Comme son contem­po­rain et com­pa­triote mu­sul­man Ibn Ru­shd 7, Maï­mo­nide fut mé­de­cin, théo­lo­gien, phi­lo­sophe, com­men­ta­teur d’Aris­tote. Comme lui, il fut fils et pe­tit-fils d’un juge. Comme lui, en­fin, il vou­lut, si­non ré­con­ci­lier la phi­lo­so­phie et la re­li­gion, du moins opé­rer un im­por­tant rap­pro­che­ment entre elles. Mais quelle phi­lo­so­phie et quel rap­pro­che­ment? Ce qui est sûr, c’est que la phi­lo­so­phie de Maï­mo­nide est bien da­van­tage arabe que grecque; et que c’est sur l’aristotélisme orien­tal qu’il se fonde, d’après les sa­vants com­men­taires d’Al-Kindi et Avi­cenne, en pas­sant par Al-Fâ­râbî. Les théo­ries qu’il dé­ve­loppe sont pré­ci­sé­ment celles aux­quelles ces com­men­taires donnent pré­fé­rence, et qui sou­vent n’apparaissent dans l’Aristote grec que d’une ma­nière in­ci­dente ou ac­ces­soire (cer­taines n’y ap­pa­raissent pas du tout) : «Car», dit-il 8, «tout ce qu’Al-Fârâbî a écrit, et en par­ti­cu­lier l’ouvrage “Le Livre du ré­gime po­li­tique”, est un grain pur; à l’homme qui son­dera la pa­role d’Al-Fârâbî, il sera donné de s’instruire, tant il est vrai qu’il fut d’une in­com­men­su­rable sa­gesse… Quant aux pa­roles de Pla­ton, le maître d’Aristote… l’homme cultivé pourra s’en pas­ser [!], tant il est vrai que les œuvres d’Aristote, son dis­ciple, sup­plantent tout ce qui a été com­posé avant elles; et son in­tel­lect, je veux dire l’intellect d’Aristote, marque le cou­ron­ne­ment de l’intellect hu­main…» Voilà dans quelle me­sure Maï­mo­nide connut la phi­lo­so­phie grecque.

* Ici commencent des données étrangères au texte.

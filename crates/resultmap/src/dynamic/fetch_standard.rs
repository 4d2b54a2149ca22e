use crate::{
    engine::{CreationState, FetchParent},
    results::Fetch,
};
use resultmap_core::{
    schema::{db::ColumnId, Fetchable, FetchableId, FetchableKind},
    stmt::{FetchTiming, NavigablePath},
    Error, Result,
};
use std::hash::{Hash, Hasher};

/// Maps one fetchable onto explicitly named result-set columns.
///
/// The Nth column alias pairs with the Nth selectable of the fetchable, in
/// the order the metamodel enumerates them.
#[derive(Debug, Clone)]
pub struct DynamicFetchBuilderStandard {
    fetchable: FetchableId,
    fetchable_name: String,
    column_names: Vec<String>,

    /// Owner of the container holding this builder. Not part of equality.
    container: Option<String>,
}

impl DynamicFetchBuilderStandard {
    pub fn new(fetchable: &Fetchable) -> Self {
        Self {
            fetchable: fetchable.id,
            fetchable_name: fetchable.name.clone(),
            column_names: vec![],
            container: None,
        }
    }

    pub fn fetchable(&self) -> FetchableId {
        self.fetchable
    }

    pub fn fetchable_name(&self) -> &str {
        &self.fetchable_name
    }

    /// Appends the alias of the next selectable.
    pub fn add_column_alias(&mut self, alias: impl Into<String>) -> &mut Self {
        self.column_names.push(alias.into());
        self
    }

    pub fn column_aliases(&self) -> &[String] {
        &self.column_names
    }

    pub fn container(&self) -> Option<&str> {
        self.container.as_deref()
    }

    pub(crate) fn set_container(&mut self, owner: &str) {
        self.container = Some(owner.to_string());
    }

    pub fn cache_key_instance(&self) -> Self {
        self.clone()
    }

    /// Cache key instance re-parented to the container that holds it.
    pub fn cache_key_instance_for(&self, owner: Option<&str>) -> Self {
        Self {
            container: owner.map(str::to_string).or_else(|| self.container.clone()),
            ..self.clone()
        }
    }

    pub fn build_fetch<'m>(
        &self,
        parent: &FetchParent,
        fetchable: &'m Fetchable,
        path: NavigablePath,
        state: &mut CreationState<'m>,
    ) -> Result<Fetch> {
        if fetchable.id != self.fetchable {
            return Err(Error::invariant_violation(format!(
                "fetch builder for `{}` asked to build `{}`",
                self.fetchable_name, fetchable.name
            )));
        }

        let mut columns = Vec::with_capacity(fetchable.column_span());
        let mut collect = |_: usize, column: ColumnId| -> Result<()> {
            columns.push(column);
            Ok(())
        };

        let timing = match &fetchable.kind {
            FetchableKind::Basic(_) => {
                fetchable.for_each_selectable(&mut collect)?;
                fetchable.timing
            }
            FetchableKind::Embedded(_) => {
                fetchable.for_each_selectable(&mut collect)?;
                FetchTiming::Immediate
            }
            FetchableKind::ToOne(to_one) => {
                to_one.foreign_key.visit_key_selectables(&mut collect)?;
                fetchable.timing
            }
            FetchableKind::Plural(plural) => {
                plural.key.visit_target_selectables(&mut collect)?;
                fetchable.timing
            }
        };

        state.resolve_aliased_columns(
            parent.table_group,
            &columns,
            &self.column_names,
            &self.fetchable_name,
        )?;

        state.generate_fetchable_fetch(parent, fetchable, path, timing)
    }
}

impl PartialEq for DynamicFetchBuilderStandard {
    fn eq(&self, other: &Self) -> bool {
        self.fetchable == other.fetchable && self.column_names == other.column_names
    }
}

impl Eq for DynamicFetchBuilderStandard {}

impl Hash for DynamicFetchBuilderStandard {
    fn hash<H: Hasher>(&self, state: &mut H) {
        self.fetchable.hash(state);
        self.column_names.hash(state);
    }
}
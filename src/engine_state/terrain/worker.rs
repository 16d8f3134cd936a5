//! Background chunk workers.
//!
//! Each worker loops: pop the nearest pending job, drop it if the viewer moved
//! out of range, otherwise generate the chunk, mesh it against its six
//! neighbours, move the voxel data into the block map and hand the vertices to
//! the main thread through the ready queue.

use std::sync::{Arc, Mutex};
use std::thread::{self, JoinHandle};

use anyhow::Context;
use log::{debug, info, warn};

use super::center_chunk::CenterChunk;
use super::stats::StreamingStats;
use crate::core::{lock_recovering, MtResource};
use crate::engine_state::rendering::meshing::build_chunk_mesh;
use crate::engine_state::rendering::{TextureAtlas, Vertex};
use crate::engine_state::task_management::ChunkJobQueue;
use crate::engine_state::voxels::block::block_side::BlockSide;
use crate::engine_state::voxels::chunk::chunk_creation::generate_chunk_cached;
use crate::engine_state::voxels::chunk::chunk_neighborhood::{BorderLayer, ChunkNeighborhood};
use crate::engine_state::voxels::chunk::{Chunk, ChunkKey};
use crate::engine_state::voxels::height_cache::HeightCache;
use crate::engine_state::voxels::world::BlockMap;

/// A meshed chunk waiting for upload on the main thread.
pub struct ReadyChunk {
    pub key: ChunkKey,
    pub vertices: Vec<Vertex>,
}

/// State shared between the `Terrain` owner and its workers.
pub struct SharedState {
    pub queue: ChunkJobQueue,
    pub ready: Mutex<Vec<ReadyChunk>>,
    pub block_map: MtResource<BlockMap>,
    pub center: CenterChunk,
    pub heights: HeightCache,
    pub atlas: TextureAtlas,
    pub stream_radius: i32,
    pub stats: StreamingStats,
}

/// Starts `count` workers on `shared`.
pub fn spawn_workers(count: usize, shared: &Arc<SharedState>) -> anyhow::Result<Vec<JoinHandle<()>>> {
    let mut workers = Vec::with_capacity(count);
    for index in 0..count {
        let worker_state = shared.clone();
        let worker = thread::Builder::new()
            .name(format!("chunk-worker-{}", index))
            .spawn(move || worker_loop(&worker_state))
            .with_context(|| format!("failed to spawn chunk worker {}", index));

        match worker {
            Ok(worker) => workers.push(worker),
            Err(err) => {
                // Release the workers already started before reporting.
                shared.queue.shutdown();
                for worker in workers {
                    let _ = worker.join();
                }
                return Err(err);
            }
        }
    }
    info!("Started {} chunk workers", count);
    Ok(workers)
}

fn worker_loop(shared: &SharedState) {
    while let Some(job) = shared.queue.pop_blocking() {
        if !job.key.is_representable() {
            warn!("Dropping chunk {:?}: outside world coordinate range", job.key);
            shared.queue.complete(&job.key);
            continue;
        }

        let center = shared.center.load();
        if job.is_stale(center, shared.stream_radius) {
            debug!(
                "Dropping stale chunk {:?} (distance {} from {:?})",
                job.key,
                job.key.manhattan_distance(&center),
                center
            );
            shared.stats.record_stale();
            shared.queue.complete(&job.key);
            continue;
        }

        let (chunk, vertices) = build_chunk(job.key, shared);

        shared.block_map.get_mut().insert(chunk);
        shared.queue.complete(&job.key);
        lock_recovering(&shared.ready).push(ReadyChunk {
            key: job.key,
            vertices,
        });
        shared.stats.record_generated();
    }
}

/// Generates chunk `key` and meshes it against its neighbours.
///
/// Resident neighbours contribute their touching layer; missing ones are
/// synthesised from the generation rule and discarded after the build.
pub fn build_chunk(key: ChunkKey, shared: &SharedState) -> (Chunk, Vec<Vertex>) {
    let chunk = generate_chunk_cached(key, &shared.heights);

    let resident = {
        let block_map = shared.block_map.get();
        BlockSide::all().map(|side| block_map.neighbor_layer(key, side))
    };

    let mut neighborhood = ChunkNeighborhood::new(&chunk);
    for (side, layer) in BlockSide::all().into_iter().zip(resident) {
        let layer = layer.unwrap_or_else(|| {
            let neighbor = key.offset(side);
            let heights = shared.heights.column(neighbor.x, neighbor.z);
            BorderLayer::synthesize(neighbor, side.opposite(), &heights)
        });
        neighborhood.set_neighbor_layer(side, &layer);
    }

    let vertices = build_chunk_mesh(&chunk, &neighborhood, &shared.atlas);
    (chunk, vertices)
}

«De­puis Moïse jusqu’à Moïse, il n’y a point eu d’autre Moïse»

Et main­te­nant, quel rap­pro­che­ment? Maï­mo­nide crut re­trou­ver, dans les pa­roles et les oracles des pro­phètes de la Bible, les belles doc­trines d’Aristote, et s’ingénia à prou­ver, par le sys­tème des sens ca­chés et des am­phi­bo­lo­gies de la mys­tique juive, l’accord fon­da­men­tal entre les deux. Ce fai­sant, il contri­bua puis­sam­ment à ré­pandre parmi ses co­re­li­gion­naires l’étude de l’aristotélisme et les ren­dit ca­pables de de­ve­nir les in­ter­mé­diaires entre les Arabes et l’Europe chré­tienne. Comme le dit M. Jacques At­tali 9, Ibn Ru­shd et Maï­mo­nide «par­ti­cipent au pre­mier rang à la nais­sance de l’esprit de rai­son dans l’Europe chré­tienne : un mu­sul­man et un juif donnent le dé­part de la grande course aux Lu­mières… La malle dans la­quelle Isaac New­ton en­fer­mait ses ma­nus­crits — en par­ti­cu­lier ceux des an­nées 1680 où, pro­fes­seur à Tri­nity Col­lege, il ré­di­geait ses “Prin­ci­pia ma­the­ma­tica” — [conte­nait] un livre et un seul, “Le Guide des éga­rés”, écrit par Maï­mo­nide en 1180, exac­te­ment cinq siècles avant que New­ton ne le lise». Au XIIe siècle, les ou­vrages d’Ibn Ru­shd, ainsi que la plu­part des ou­vrages de science écrits en arabe, pas­sèrent en la­tin grâce aux Juifs dans le midi de la France. Dès le XIIIe siècle, l’Université de Pa­ris se vit en pos­ses­sion, non plus de quelques lam­beaux du Sta­gi­rite, mais de toute l’œuvre im­mense d’Aristote, re­cons­ti­tuée, pièce par pièce, sur l’arabe et l’hébreu et se re­dres­sant triom­pha­le­ment de toute sa hau­teur de­vant le Moyen Âge étonné. Et «l’Occident a se­coué son in­fé­rio­rité de quatre ou cinq cents ans», se­lon le mot d’Ernest Re­nan.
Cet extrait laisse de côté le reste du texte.